:: What you need to do ::
Reproduce the data that follows in its entirety, character for character.

Top of Records shown

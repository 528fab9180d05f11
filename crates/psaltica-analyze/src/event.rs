//! Analysis result types

use psaltica_core::{Raster, Rect};
use std::collections::BTreeMap;

/// The melodic base resolved for a glyph group.
#[derive(Debug, Clone, PartialEq, Eq)]
pub enum BaseSymbol {
    /// A core rule matched with sufficient confidence.
    Known { id: String },
    /// No base rule cleared the confidence bar.
    Unknown,
}

impl BaseSymbol {
    /// Stable identifier for display and serialization.
    pub fn id(&self) -> &str {
        match self {
            BaseSymbol::Known { id } => id,
            BaseSymbol::Unknown => "unknown",
        }
    }

    pub fn is_unknown(&self) -> bool {
        matches!(self, BaseSymbol::Unknown)
    }
}

/// Diagnostic flags attached to a recognized event.
#[derive(Debug, Clone, Copy, PartialEq, Eq)]
pub enum EventFlag {
    /// The group's base symbol could not be identified.
    UnknownBase,
}

impl EventFlag {
    pub fn as_str(&self) -> &'static str {
        match self {
            EventFlag::UnknownBase => "unknown_base",
        }
    }
}

/// One glyph group after classification, rhythm and melody resolution.
#[derive(Debug, Clone, PartialEq)]
pub struct RecognizedNeumeEvent {
    pub base: BaseSymbol,
    /// Human-readable name from the display table, the base id otherwise.
    pub display_name: String,
    /// Composition token for playback, from the rule or the fallback catalog.
    pub base_token: Option<String>,
    /// Distinct modifier symbol ids, in match order.
    pub modifiers: Vec<String>,
    /// Best similarity backing the base decision, 0 when nothing matched.
    pub confidence: f32,
    /// Melodic step relative to the previous event.
    pub delta_steps: i32,
    pub duration_beats: f32,
    /// Phthong reached after this event's step.
    pub note_label: String,
    /// Group bounds in deskewed-image coordinates.
    pub bbox: Rect,
    pub flags: Vec<EventFlag>,
}

/// One line analysis job: the photograph plus its musical context.
#[derive(Debug, Clone, PartialEq)]
pub struct MelodyAnalysisRequest {
    /// Mode whose height profile the result should carry.
    pub mode_id: String,
    /// Degree the first event's step is taken from.
    pub base_phthong: String,
    pub image: Raster,
}

impl MelodyAnalysisRequest {
    pub fn new(mode_id: impl Into<String>, base_phthong: impl Into<String>, image: Raster) -> Self {
        MelodyAnalysisRequest {
            mode_id: mode_id.into(),
            base_phthong: base_phthong.into(),
            image,
        }
    }
}

/// Full output of one line analysis.
#[derive(Debug, Clone, PartialEq)]
pub struct MelodyAnalysisResult {
    /// Bounds of the analyzed line on the deskewed image.
    pub crop_rect: Rect,
    /// The analyzed line, cropped from the deskewed image (at least 1x1).
    pub crop_image: Raster,
    pub events: Vec<RecognizedNeumeEvent>,
    /// Note labels of all events, in order.
    pub note_path: Vec<String>,
    /// Degree -> normalized height for the requested mode.
    pub mode_heights: BTreeMap<String, f32>,
    /// Events whose base stayed unknown.
    pub unknown_count: usize,
    /// Events below the review-confidence bar.
    pub low_confidence_count: usize,
}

Bottom of Records shown

:: Result ::
repository 528fab9180d05f11
filename crates/psaltica-analyze/src/event.rs
//! Analysis result types

use psaltica_core::{Raster, Rect};
use std::collections::BTreeMap;

/// The melodic base resolved for a glyph group.
#[derive(Debug, Clone, PartialEq, Eq)]
pub enum BaseSymbol {
    /// A core rule matched with sufficient confidence.
    Known { id: String },
    /// No base rule cleared the confidence bar.
    Unknown,
}

impl BaseSymbol {
    /// Stable identifier for display and serialization.
    pub fn id(&self) -> &str {
        match self {
            BaseSymbol::Known { id } => id,
            BaseSymbol::Unknown => "unknown",
        }
    }

    pub fn is_unknown(&self) -> bool {
        matches!(self, BaseSymbol::Unknown)
    }
}

/// Diagnostic flags attached to a recognized event.
#[derive(Debug, Clone, Copy, PartialEq, Eq)]
pub enum EventFlag {
    /// The group's base symbol could not be identified.
    UnknownBase,
}

impl EventFlag {
    pub fn as_str(&self) -> &'static str {
        match self {
            EventFlag::UnknownBase => "unknown_base",
        }
    }
}

/// One glyph group after classification, rhythm and melody resolution.
#[derive(Debug, Clone, PartialEq)]
pub struct RecognizedNeumeEvent {
    pub base: BaseSymbol,
    /// Human-readable name from the display table, the base id otherwise.
    pub display_name: String,
    /// Composition token for playback, from the rule or the fallback catalog.
    pub base_token: Option<String>,
    /// Distinct modifier symbol ids, in match order.
    pub modifiers: Vec<String>,
    /// Best similarity backing the base decision, 0 when nothing matched.
    pub confidence: f32,
    /// Melodic step relative to the previous event.
    pub delta_steps: i32,
    pub duration_beats: f32,
    /// Phthong reached after this event's step.
    pub note_label: String,
    /// Group bounds in deskewed-image coordinates.
    pub bbox: Rect,
    pub flags: Vec<EventFlag>,
}

/// One line analysis job: the photograph plus its musical context.
#[derive(Debug, Clone, PartialEq)]
pub struct MelodyAnalysisRequest {
    /// Mode whose height profile the result should carry.
    pub mode_id: String,
    /// Degree the first event's step is taken from.
    pub base_phthong: String,
    pub image: Raster,
}

impl MelodyAnalysisRequest {
    pub fn new(mode_id: impl Into<String>, base_phthong: impl Into<String>, image: Raster) -> Self {
        MelodyAnalysisRequest {
            mode_id: mode_id.into(),
            base_phthong: base_phthong.into(),
            image,
        }
    }
}

/// Full output of one line analysis.
#[derive(Debug, Clone, PartialEq)]
pub struct MelodyAnalysisResult {
    /// Bounds of the analyzed line on the deskewed image.
    pub crop_rect: Rect,
    /// The analyzed line, cropped from the deskewed image (at least 1x1).
    pub crop_image: Raster,
    pub events: Vec<RecognizedNeumeEvent>,
    /// Note labels of all events, in order.
    pub note_path: Vec<String>,
    /// Degree -> normalized height for the requested mode.
    pub mode_heights: BTreeMap<String, f32>,
    /// Events whose base stayed unknown.
    pub unknown_count: usize,
    /// Events below the review-confidence bar.
    pub low_confidence_count: usize,
}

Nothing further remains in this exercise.